- Feeling other people’s feelings and not even knowing that they are not your own.
- Feeling responsible for the other person’s negative emotional state and obsessing about how you can make them feel better.
- Being angry at other people for having feelings that are uncomfortable for you (anger, sadness, etc.).
- Agreeing to do a favor for someone when you really did not want to, and then feeling resentful.
- Not being able to recognize when people are being abusive and cross over your boundaries.
- Telling someone what they are feeling, thinking, believing (what their reality is).
- Pressuring someone else to do something they don’t want to do.
- Making physical contact with someone and not noticing or caring about their obvious discomfort.
- Getting closer to another person than they feel comfortable with and not noticing their discomfort (“invading their space”).
- Invading other people’s privacy (e.g. reading their mail, their diary, interrogating them when they say they don’t want to talk about something).
- Borrowing someone’s personal property (e.g. a roommate’s clothes, someone’s books, etc.) without asking.
- Asking inappropriate favors or favors at inappropriate times.
- Telling dirty jokes to people who are obviously uncomfortable with that.
- Not being able to recognize and accept another person as a separate entity—assuming they think, feel and view the world exactly as you do.
- Not being able to accept another person having a different point of view, because it must mean either you or they are wrong.
- Trying to control other people or being easily controlled by others.
- Either getting enmeshed in relationships or being anti-dependent.

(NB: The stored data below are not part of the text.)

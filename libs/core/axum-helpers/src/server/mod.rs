//! Server infrastructure: router assembly, health endpoints, graceful shutdown.
//!
//! ```ignore
//! use axum_helpers::server::{create_production_app, create_router, health_router};
//! use core_config::app_info;
//!
//! let router = create_router::<ApiDoc>(api_routes).await?;
//! let app = router.merge(health_router(app_info!()));
//! create_production_app(app, &config.server, async move { db.close().await.ok(); }).await?;
//! ```

pub mod app;
pub mod health;
pub mod shutdown;

pub use app::{build_router, create_production_app, create_router};
pub use health::{HealthCheckFuture, HealthResponse, health_router, run_health_checks};
pub use shutdown::ShutdownCoordinator;
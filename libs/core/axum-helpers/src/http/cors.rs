use axum::http::{HeaderValue, Method, header};
use std::io;
use std::time::Duration;
use tower_http::cors::{AllowOrigin, CorsLayer};
use tracing::info;

/// Parse a comma-separated origin list. Blank entries are skipped.
pub fn parse_origins(raw: &str) -> io::Result<Vec<HeaderValue>> {
    let origins = raw
        .split(',')
        .map(str::trim)
        .filter(|s| !s.is_empty())
        .map(|s| s.parse::<HeaderValue>())
        .collect::<Result<Vec<_>, _>>()
        .map_err(|e| {
            io::Error::new(
                io::ErrorKind::InvalidInput,
                format!("Invalid CORS_ALLOWED_ORIGIN value: {}", e),
            )
        })?;

    if origins.is_empty() {
        return Err(io::Error::new(
            io::ErrorKind::InvalidInput,
            "CORS_ALLOWED_ORIGIN cannot be empty",
        ));
    }

    Ok(origins)
}

/// CORS for the read-only API, origins taken from `CORS_ALLOWED_ORIGIN`.
///
/// The variable is required; startup fails without it.
pub fn cors_layer_from_env() -> io::Result<CorsLayer> {
    let raw = std::env::var("CORS_ALLOWED_ORIGIN").map_err(|_| {
        io::Error::new(
            io::ErrorKind::InvalidInput,
            "CORS_ALLOWED_ORIGIN environment variable is required. Example: CORS_ALLOWED_ORIGIN=http://localhost:3000,https://shop.example.com",
        )
    })?;

    let origins = parse_origins(&raw)?;
    info!("CORS configured with allowed origins: {}", raw);

    Ok(CorsLayer::new()
        .allow_origin(AllowOrigin::list(origins))
        .allow_methods([Method::GET, Method::HEAD, Method::OPTIONS])
        .allow_headers([header::ACCEPT, header::CONTENT_TYPE])
        .max_age(Duration::from_secs(3600)))
}
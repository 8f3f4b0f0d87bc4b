use crate::audit::{drop_touch_trigger_sql, touch_trigger_sql, with_audit_columns};
use sea_orm_migration::{prelude::*, schema::*};

#[derive(DeriveMigrationName)]
pub struct Migration;

#[async_trait::async_trait]
impl MigrationTrait for Migration {
    async fn up(&self, manager: &SchemaManager) -> Result<(), DbErr> {
        let mut table = Table::create();
        table
            .table(Categories::Table)
            .if_not_exists()
            .col(pk_uuid(Categories::Id))
            .col(
                ColumnDef::new(Categories::Name)
                    .string_len(128)
                    .not_null()
                    .unique_key(),
            )
            .col(string_len(Categories::Description, 255).default(""))
            .col(string_null(Categories::Icon))
            .col(boolean(Categories::IsPublished).default(true))
            .col(
                ColumnDef::new(Categories::Slug)
                    .string_len(150)
                    .not_null()
                    .unique_key(),
            );
        with_audit_columns(&mut table, "categories");

        manager.create_table(table.to_owned()).await?;

        manager
            .get_connection()
            .execute_unprepared(&touch_trigger_sql("categories"))
            .await?;

        Ok(())
    }

    async fn down(&self, manager: &SchemaManager) -> Result<(), DbErr> {
        manager
            .get_connection()
            .execute_unprepared(&drop_touch_trigger_sql("categories"))
            .await?;

        manager
            .drop_table(Table::drop().table(Categories::Table).to_owned())
            .await?;

        Ok(())
    }
}

#[derive(DeriveIden)]
enum Categories {
    Table,
    Id,
    Name,
    Description,
    Icon,
    IsPublished,
    Slug,
}
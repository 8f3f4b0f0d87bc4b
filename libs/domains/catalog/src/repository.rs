use async_trait::async_trait;
use std::collections::HashMap;
use std::sync::Arc;
use tokio::sync::RwLock;
use uuid::Uuid;

use crate::error::{CatalogError, CatalogResult};
use crate::models::{
    Category, CreateCategory, CreateProductImage, CreateProductItem, ProductImage, ProductItem,
};
use crate::query::{ImageQuery, ProductQuery};

/// Storage for categories, products and their images.
///
/// Deleting a category removes its products; deleting a product removes its
/// images. Slugs arrive already generated and unique-checked by the service,
/// but implementations still reject collisions.
#[cfg_attr(test, mockall::automock)]
#[async_trait]
pub trait CatalogRepository: Send + Sync {
    async fn create_category(
        &self,
        input: CreateCategory,
        slug: String,
        actor: Option<Uuid>,
    ) -> CatalogResult<Category>;

    async fn get_category(&self, id: Uuid) -> CatalogResult<Option<Category>>;

    async fn get_category_by_name(&self, name: &str) -> CatalogResult<Option<Category>>;

    /// Existing category slugs equal to `base` or starting with `base-`
    async fn category_slugs(&self, base: &str) -> CatalogResult<Vec<String>>;

    async fn delete_category(&self, id: Uuid) -> CatalogResult<bool>;

    async fn create_product(
        &self,
        input: CreateProductItem,
        slug: String,
        actor: Option<Uuid>,
    ) -> CatalogResult<ProductItem>;

    async fn get_product(&self, id: Uuid) -> CatalogResult<Option<ProductItem>>;

    /// Existing product slugs equal to `base` or starting with `base-`
    async fn product_slugs(&self, base: &str) -> CatalogResult<Vec<String>>;

    /// Persist a modified product
    async fn save_product(&self, product: ProductItem) -> CatalogResult<ProductItem>;

    async fn delete_product(&self, id: Uuid) -> CatalogResult<bool>;

    /// Products matching the query, ordered by name then id
    async fn list_products(&self, query: ProductQuery) -> CatalogResult<Vec<ProductItem>>;

    async fn add_image(
        &self,
        product_id: Uuid,
        input: CreateProductImage,
        actor: Option<Uuid>,
    ) -> CatalogResult<ProductImage>;

    /// Images matching the query, highest display order first
    async fn list_images(&self, query: ImageQuery) -> CatalogResult<Vec<ProductImage>>;

    /// Null out `created_by`/`updated_by` wherever they point at this user.
    /// Returns the number of references cleared.
    async fn clear_user_references(&self, user_id: Uuid) -> CatalogResult<u64>;
}

fn is_slug_family(slug: &str, base: &str) -> bool {
    slug == base
        || slug
            .strip_prefix(base)
            .is_some_and(|rest| rest.starts_with('-'))
}

#[derive(Debug, Default)]
struct CatalogStore {
    categories: HashMap<Uuid, Category>,
    products: HashMap<Uuid, ProductItem>,
    images: HashMap<Uuid, ProductImage>,
}

impl CatalogStore {
    fn remove_product(&mut self, id: Uuid) -> bool {
        let removed = self.products.remove(&id).is_some();
        if removed {
            self.images.retain(|_, image| image.product_id != id);
        }
        removed
    }
}

/// In-memory implementation of CatalogRepository (for development/testing)
#[derive(Debug, Default, Clone)]
pub struct InMemoryCatalogRepository {
    store: Arc<RwLock<CatalogStore>>,
}

impl InMemoryCatalogRepository {
    pub fn new() -> Self {
        Self::default()
    }
}

#[async_trait]
impl CatalogRepository for InMemoryCatalogRepository {
    async fn create_category(
        &self,
        input: CreateCategory,
        slug: String,
        actor: Option<Uuid>,
    ) -> CatalogResult<Category> {
        let mut store = self.store.write().await;

        if store.categories.values().any(|c| c.name == input.name) {
            return Err(CatalogError::DuplicateCategoryName(input.name));
        }
        if store.categories.values().any(|c| c.slug == slug) {
            return Err(CatalogError::DuplicateSlug(slug));
        }

        let category = Category::new(input, slug, actor);
        store.categories.insert(category.id, category.clone());

        tracing::info!(category_id = %category.id, slug = %category.slug, "Created category");
        Ok(category)
    }

    async fn get_category(&self, id: Uuid) -> CatalogResult<Option<Category>> {
        let store = self.store.read().await;
        Ok(store.categories.get(&id).cloned())
    }

    async fn get_category_by_name(&self, name: &str) -> CatalogResult<Option<Category>> {
        let store = self.store.read().await;
        Ok(store.categories.values().find(|c| c.name == name).cloned())
    }

    async fn category_slugs(&self, base: &str) -> CatalogResult<Vec<String>> {
        let store = self.store.read().await;
        Ok(store
            .categories
            .values()
            .filter(|c| is_slug_family(&c.slug, base))
            .map(|c| c.slug.clone())
            .collect())
    }

    async fn delete_category(&self, id: Uuid) -> CatalogResult<bool> {
        let mut store = self.store.write().await;
        if store.categories.remove(&id).is_none() {
            return Ok(false);
        }

        let product_ids: Vec<Uuid> = store
            .products
            .values()
            .filter(|p| p.category_id == id)
            .map(|p| p.id)
            .collect();
        for product_id in &product_ids {
            store.remove_product(*product_id);
        }

        tracing::info!(category_id = %id, products = product_ids.len(), "Deleted category");
        Ok(true)
    }

    async fn create_product(
        &self,
        input: CreateProductItem,
        slug: String,
        actor: Option<Uuid>,
    ) -> CatalogResult<ProductItem> {
        let mut store = self.store.write().await;

        if !store.categories.contains_key(&input.category_id) {
            return Err(CatalogError::CategoryNotFound(input.category_id));
        }
        if store.products.values().any(|p| p.slug == slug) {
            return Err(CatalogError::DuplicateSlug(slug));
        }

        let product = ProductItem::new(input, slug, actor);
        store.products.insert(product.id, product.clone());

        tracing::info!(product_id = %product.id, slug = %product.slug, "Created product");
        Ok(product)
    }

    async fn get_product(&self, id: Uuid) -> CatalogResult<Option<ProductItem>> {
        let store = self.store.read().await;
        Ok(store.products.get(&id).cloned())
    }

    async fn product_slugs(&self, base: &str) -> CatalogResult<Vec<String>> {
        let store = self.store.read().await;
        Ok(store
            .products
            .values()
            .filter(|p| is_slug_family(&p.slug, base))
            .map(|p| p.slug.clone())
            .collect())
    }

    async fn save_product(&self, product: ProductItem) -> CatalogResult<ProductItem> {
        let mut store = self.store.write().await;

        if !store.products.contains_key(&product.id) {
            return Err(CatalogError::ProductNotFound(product.id));
        }
        if !store.categories.contains_key(&product.category_id) {
            return Err(CatalogError::CategoryNotFound(product.category_id));
        }

        store.products.insert(product.id, product.clone());
        tracing::info!(product_id = %product.id, "Updated product");
        Ok(product)
    }

    async fn delete_product(&self, id: Uuid) -> CatalogResult<bool> {
        let mut store = self.store.write().await;
        let removed = store.remove_product(id);
        if removed {
            tracing::info!(product_id = %id, "Deleted product");
        }
        Ok(removed)
    }

    async fn list_products(&self, query: ProductQuery) -> CatalogResult<Vec<ProductItem>> {
        let store = self.store.read().await;

        let mut result: Vec<ProductItem> = store
            .products
            .values()
            .filter(|p| query.matches(p))
            .cloned()
            .collect();
        result.sort_by(|a, b| a.name.cmp(&b.name).then_with(|| a.id.cmp(&b.id)));

        Ok(result)
    }

    async fn add_image(
        &self,
        product_id: Uuid,
        input: CreateProductImage,
        actor: Option<Uuid>,
    ) -> CatalogResult<ProductImage> {
        let mut store = self.store.write().await;

        if !store.products.contains_key(&product_id) {
            return Err(CatalogError::ProductNotFound(product_id));
        }
        let slot_taken = store
            .images
            .values()
            .any(|i| i.product_id == product_id && i.display_order == input.display_order);
        if slot_taken {
            return Err(CatalogError::DuplicateDisplayOrder {
                product_id,
                display_order: input.display_order,
            });
        }

        let image = ProductImage::new(product_id, input, actor);
        store.images.insert(image.id, image.clone());

        tracing::info!(image_id = %image.id, product_id = %product_id, "Added product image");
        Ok(image)
    }

    async fn list_images(&self, query: ImageQuery) -> CatalogResult<Vec<ProductImage>> {
        let store = self.store.read().await;

        let mut result: Vec<ProductImage> = store
            .images
            .values()
            .filter(|i| query.matches(i))
            .cloned()
            .collect();
        ImageQuery::sort(&mut result);

        Ok(result)
    }

    async fn clear_user_references(&self, user_id: Uuid) -> CatalogResult<u64> {
        let mut store = self.store.write().await;
        let store = &mut *store;

        let cleared = store
            .categories
            .values_mut()
            .map(|c| &mut c.audit)
            .chain(store.products.values_mut().map(|p| &mut p.audit))
            .chain(store.images.values_mut().map(|i| &mut i.audit))
            .map(|audit| audit.forget_user(user_id))
            .sum();

        Ok(cleared)
    }
}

- Not knowing or not being able to let people know what is “OK” and “NOT OK” physical and sexual contact.
- Confusing past issues with current issues—thinking you are mad at the person in front of you when it is someone in your past you are really reacting to.
- Taking responsibility for other people’s dysfunctional behavior and their projecting behavior onto you.

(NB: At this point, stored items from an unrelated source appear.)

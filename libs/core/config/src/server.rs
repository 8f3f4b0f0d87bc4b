use crate::{env_or_default, ConfigError, FromEnv};
use std::net::Ipv4Addr;
use std::str::FromStr;
use std::time::Duration;

/// HTTP listener settings
#[derive(Clone, Debug)]
pub struct ServerConfig {
    pub host: String,
    pub port: u16,
    /// How long in-flight requests get to finish after SIGINT/SIGTERM.
    pub shutdown_timeout: Duration,
}

impl ServerConfig {
    pub fn new(host: String, port: u16) -> Self {
        Self {
            host,
            port,
            ..Self::default()
        }
    }

    /// Get the server address as "host:port"
    pub fn address(&self) -> String {
        format!("{}:{}", self.host, self.port)
    }
}

fn parse_var<T>(key: &str, default: &str) -> Result<T, ConfigError>
where
    T: FromStr,
    T::Err: std::fmt::Display,
{
    env_or_default(key, default)
        .parse()
        .map_err(|e: T::Err| ConfigError::ParseError {
            key: key.to_string(),
            details: e.to_string(),
        })
}

impl FromEnv for ServerConfig {
    /// - HOST: defaults to 0.0.0.0
    /// - PORT: defaults to 8080
    /// - SHUTDOWN_TIMEOUT_SECS: defaults to 30
    fn from_env() -> Result<Self, ConfigError> {
        let host = env_or_default("HOST", &Ipv4Addr::UNSPECIFIED.to_string());
        let port = parse_var("PORT", "8080")?;
        let shutdown_secs: u64 = parse_var("SHUTDOWN_TIMEOUT_SECS", "30")?;

        Ok(Self {
            host,
            port,
            shutdown_timeout: Duration::from_secs(shutdown_secs),
        })
    }
}

impl Default for ServerConfig {
    fn default() -> Self {
        Self {
            host: Ipv4Addr::UNSPECIFIED.to_string(),
            port: 8080,
            shutdown_timeout: Duration::from_secs(30),
        }
    }
}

- Taking responsibility for the consequences of another person’s decisions.
- Not being able to accept your anger without coming up with a reason for it (i.e. what the other person did wrong or some other rational reason).
- Blaming others for your feelings.
- Not being able to say “no” to someone’s request without feeling guilty and that you are a bad person.
- Being easily guilt-trapped or guilt-trapping others.
- “Buying” people’s perceptions and opinions of you without deciding if they fit your reality.
- Sharing personal information with someone you just met or other inappropriate levels of self-disclosure.
- Feeling like you have to answer any and all questions that someone is asking you.
- Expecting or pressuring another person to share information they are not ready to.
- Not being able to share your internal world with someone who is safe.
- Not being able to discern who is “safe” and who is not.
- Not being able to identify who is responsible for what in a conflict and whose problem it is.
- Not knowing what your needs and wants are.
- Not knowing what your beliefs, values and likes are—having no real sense of identity.
- Not being able to accept the other person’s right to say “no” to you.
- Not being able to accept the other person’s right to not like you.